Redresser le cap . Sinon, il ne sortirait rien de cet interrogatoire.
— Je suis flic, dit-elle d’une voix ferme. Mes opinions ne regardent que moi. Combien ce taureau pesait-il ?
— Dans les 550 kilos.
— Son campo était accessible ?
— Les pâturages des taureaux ne sont jamais accessibles. Ni par la route, ni par la piste. Il faut y aller à cheval.
Anaïs tourna autour de la bête. Elle réfléchissait au tueur. Pour s’attaquer à un mastard pareil, il fallait être sacrément déterminé. Mais le meurtrier avait besoin de cette tête pour sa mise en scène : il n’avait pas hésité.
— En tout, combien avez-vous de taureaux ?
— 200 environ. Répartis sur plusieurs campos.
— Dans le campo de celui-là, combien vivent ensemble ?
— Une cinquantaine.
Toujours la main sur la bouche, Anaïs s’approcha de la masse. Le pelage noir avait pris un ton mat et froid. Il paraissait gorgé d’humidité. Ce corps gisant constituait le pendant de la scène de la fosse de maintenance. L’écho du sacrifice de Philippe Duruy. De la même façon que Duruy représentait le Minotaure et sa victime, ce taureau décapité représentait à la fois le dieu souverain et la bête qu’on lui avait sacrifiée.
— À votre avis, comment l’agresseur l’a-t-il approché ?
— Avec un fusil hypodermique. Il l’a piqué et l’a décapité.
— Et les autres ?
— Ils ont dû s’écarter. Le premier réflexe du taureau est la fuite.

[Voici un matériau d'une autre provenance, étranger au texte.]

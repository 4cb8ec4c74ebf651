//! Carrier endpoint tables

use std::fmt;

/// The three operations the carrier exposes
#[derive(Debug, Clone, Copy, PartialEq, Eq, Hash)]
pub enum Operation {
    Track,
    ShipConfirm,
    ShipAccept,
}

impl Operation {
    pub fn name(self) -> &'static str {
        match self {
            Operation::Track => "track",
            Operation::ShipConfirm => "ship_confirm",
            Operation::ShipAccept => "ship_accept",
        }
    }

    /// The path segment under `/ups.app/xml/` for this operation
    pub fn path(self) -> &'static str {
        match self {
            Operation::Track => "Track",
            Operation::ShipConfirm => "ShipConfirm",
            Operation::ShipAccept => "ShipAccept",
        }
    }
}

impl fmt::Display for Operation {
    fn fmt(&self, f: &mut fmt::Formatter<'_>) -> fmt::Result {
        f.write_str(self.name())
    }
}

/// One URL per operation, injected into the transport at construction.
///
/// The two carrier-hosted tables are fixed; [`Endpoints::with_base`] exists
/// so tests can point the real transport at a local server.
#[derive(Debug, Clone, PartialEq, Eq)]
pub struct Endpoints {
    pub track: String,
    pub ship_confirm: String,
    pub ship_accept: String,
}

impl Endpoints {
    pub fn production() -> Self {
        Self::with_base("https://onlinetools.ups.com")
    }

    pub fn testing() -> Self {
        Self::with_base("https://wwwcie.ups.com")
    }

    /// Build a table rooted at an arbitrary host
    pub fn with_base(base: &str) -> Self {
        let base = base.trim_end_matches('/');
        Self {
            track: format!("{base}/ups.app/xml/{}", Operation::Track.path()),
            ship_confirm: format!("{base}/ups.app/xml/{}", Operation::ShipConfirm.path()),
            ship_accept: format!("{base}/ups.app/xml/{}", Operation::ShipAccept.path()),
        }
    }

    pub fn url(&self, operation: Operation) -> &str {
        match operation {
            Operation::Track => &self.track,
            Operation::ShipConfirm => &self.ship_confirm,
            Operation::ShipAccept => &self.ship_accept,
        }
    }
}

#[cfg(test)]
mod tests {
    use super::*;

    #[test]
    fn production_urls() {
        let endpoints = Endpoints::production();
        assert_eq!(
            endpoints.url(Operation::Track),
            "https://onlinetools.ups.com/ups.app/xml/Track"
        );
        assert_eq!(
            endpoints.url(Operation::ShipConfirm),
            "https://onlinetools.ups.com/ups.app/xml/ShipConfirm"
        );
        assert_eq!(
            endpoints.url(Operation::ShipAccept),
            "https://onlinetools.ups.com/ups.app/xml/ShipAccept"
        );
    }

    #[test]
    fn testing_urls() {
        let endpoints = Endpoints::testing();
        assert_eq!(
            endpoints.url(Operation::Track),
            "https://wwwcie.ups.com/ups.app/xml/Track"
        );
        assert_eq!(
            endpoints.url(Operation::ShipAccept),
            "https://wwwcie.ups.com/ups.app/xml/ShipAccept"
        );
    }

    #[test]
    fn with_base_strips_trailing_slash() {
        let endpoints = Endpoints::with_base("http://127.0.0.1:9999/");
        assert_eq!(
            endpoints.url(Operation::ShipConfirm),
            "http://127.0.0.1:9999/ups.app/xml/ShipConfirm"
        );
    }
}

Anaïs connaissait ce paradoxe. Un taureau de combat n’est pas agressif. C’est son attitude de défense, anarchique, désordonnée, qui donne l’impression d’hostilité.
— Sa nourriture a pu être empoisonnée ?
— Non. En hiver, on leur donne du foin et du pienso . Un complément alimentaire. Les stocks ne sont manipulés que par nos gardians. Et puis, les bêtes mangent toutes dans la même auge. Un projecteur hypodermique. Y a pas d’autre solution.
— Vous possédez un stock d’anesthésiques dans la ferme ?
— Non. Quand on doit endormir une bête, on appelle le véto. C’est lui qui vient avec ses produits et son fusil.
— Vous connaissez quelqu’un qui s’intéresse de près aux toros bravos ?
— Plusieurs milliers. Ils viennent à chaque feria.
— Je parle de quelqu’un qui se serait approché de vos champs. Un rôdeur.
— Non.
Anaïs examinait la gorge béante de l’animal. Les muscles et les chairs avaient pris une couleur violacée. Un panier de mûres noires. Des cristaux minuscules en pailletaient la surface.
— Parlez-moi de la mise à mort.
— Comment ça ?
— Comment est tué le taureau dans l’arène ?
L’homme prit un ton d’évidence :
— Le matador enfonce son épée dans la nuque du taureau jusqu’à la garde.
— La lame, combien mesure-t-elle ?
— 85 centimètres. On doit atteindre l’artère ou une veine pulmonaire.
En flash, Anaïs vit — sentit — la lame s’enfouir sous la cuirasse noire, violentant les chairs, les organes. Elle se revit, elle, petite fille terrifiée sur les gradins de pierre. Elle se jetait dans les bras de son père qui la protégeait en éclatant de rire. Salopard .
— Mais avant ça, les picadors ont tranché le ligament de la nuque avec leur pique.